Jacques Rogge, the president of the International Olympic Committee, moved yesterday to staunch the stench of of corruption on the eve of the Games.
After announcing the suspension of Bulgarian member Ivan Slavkov, who had claimed he could arrange for bribes to be paid to members to secure votes for the 2012 Olympics, Rogge showed he is not to be messed with. "You see before you an angry man," he said after a meeting of the IOC's executive board in Athens. "To say I am disappointed... I am more than disappointed."
Slavkov, who is also president of Bulgaria's football union, has been "provisionally suspended and deprived of all rights" following the BBC Panorama documentary which showed him discussing with journalists posing as an east London business consortium how to secure votes for the 2012 Games.

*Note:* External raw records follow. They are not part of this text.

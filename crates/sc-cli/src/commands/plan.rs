use std::path::Path;

use anyhow::Context;
use sc_agents::implementation::plan_steps;
use sc_agents::{CodeAssistant, StageSink};
use sc_core::config::Config;
use sc_core::types::{AgentResponse, StageKind, StageUpdate};
use sc_intelligence::ApiKey;

use super::{api_key, assistant, read_source};

/// Run the `plan` subcommand.
///
/// Stage updates stream to stdout as they arrive unless `json` is set, in
/// which case only the final response is printed. With `apply` the
/// generated implementation replaces the contents of `file`.
pub async fn run(
    config: &Config,
    file: &Path,
    instruction: &str,
    apply: bool,
    json: bool,
) -> anyhow::Result<()> {
    let key = api_key(config)?;
    let code = read_source(file)?;
    let file_name = file.display().to_string();
    let assistant = assistant(config)?;

    let print_update = |update: StageUpdate| render_update(&update);
    let sink = if json {
        None
    } else {
        Some(&print_update as &dyn StageSink)
    };

    let response = assistant
        .run_pipeline(&code, instruction, &file_name, &key, sink)
        .await
        .context("pipeline failed")?;

    if json {
        println!("{}", serde_json::to_string_pretty(&response)?);
    } else if response.is_degraded() {
        let stages: Vec<String> = response.degraded_stages.iter().map(|s| s.to_string()).collect();
        println!("\nwarning: degraded stages: {}", stages.join(", "));
    }

    if apply {
        apply_plan(&assistant, &response, &code, instruction, file, &key, json).await?;
    }
    Ok(())
}

async fn apply_plan(
    assistant: &CodeAssistant,
    response: &AgentResponse,
    code: &str,
    instruction: &str,
    file: &Path,
    key: &ApiKey,
    json: bool,
) -> anyhow::Result<()> {
    let steps = plan_steps(response)?;
    let file_name = file.display().to_string();
    let implementation = assistant
        .generate_implementation(code, instruction, &file_name, &steps, key)
        .await
        .context("implementation failed")?;

    std::fs::write(file, &implementation.new_code)
        .with_context(|| format!("failed to write {}", file.display()))?;

    if json {
        println!("{}", serde_json::to_string_pretty(&implementation)?);
    } else {
        println!("\n== Implementation ==");
        if !implementation.explanation.is_empty() {
            println!("{}", implementation.explanation);
        }
        println!("wrote {} ({} steps)", file.display(), implementation.plan.len());
    }
    Ok(())
}

fn render_update(update: &StageUpdate) {
    if !update.is_complete {
        println!("... {}", update.content);
        return;
    }
    if update.degraded {
        println!("\n== {} (degraded) ==", heading(update.kind));
    } else {
        println!("\n== {} ==", heading(update.kind));
    }
    match &update.points {
        Some(points) => {
            for (i, point) in points.iter().enumerate() {
                println!("{}. {point}", i + 1);
            }
        }
        None => println!("{}", update.content),
    }
}

fn heading(kind: StageKind) -> &'static str {
    match kind {
        StageKind::Thinking => "Analysis",
        StageKind::Observations => "Observations",
        StageKind::Approach => "Approach",
        StageKind::Plan => "Plan",
    }
}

The London bid team had no knowledge of this.
Four others, described in the programme as agents, were also condemned by the IOC and have had all accreditation withdrawn. "I am angry because the behaviour of some people is harming a beautiful movement," said Rogge. "This shows our resolve to have zero tolerance of corruption."

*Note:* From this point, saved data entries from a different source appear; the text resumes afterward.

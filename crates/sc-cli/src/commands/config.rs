use sc_core::config::Config;

/// Run the `config` subcommand: print the effective configuration as TOML.
pub fn run(config: &Config) -> anyhow::Result<()> {
    print!("{}", config.to_toml()?);
    Ok(())
}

No mention was made of the IOC vice-president Vitaly Smirnov, the Russian who also featured in the programme, but claimed he reported overtures made to him to the IOC. Nor of the allegedly "inappropriate" letter sent to Smirnov by London bid chief executive Keith Mills suggesting a meeting in Moscow, which never took place. Mills claims this was not in breach of IOC regulations on ethics.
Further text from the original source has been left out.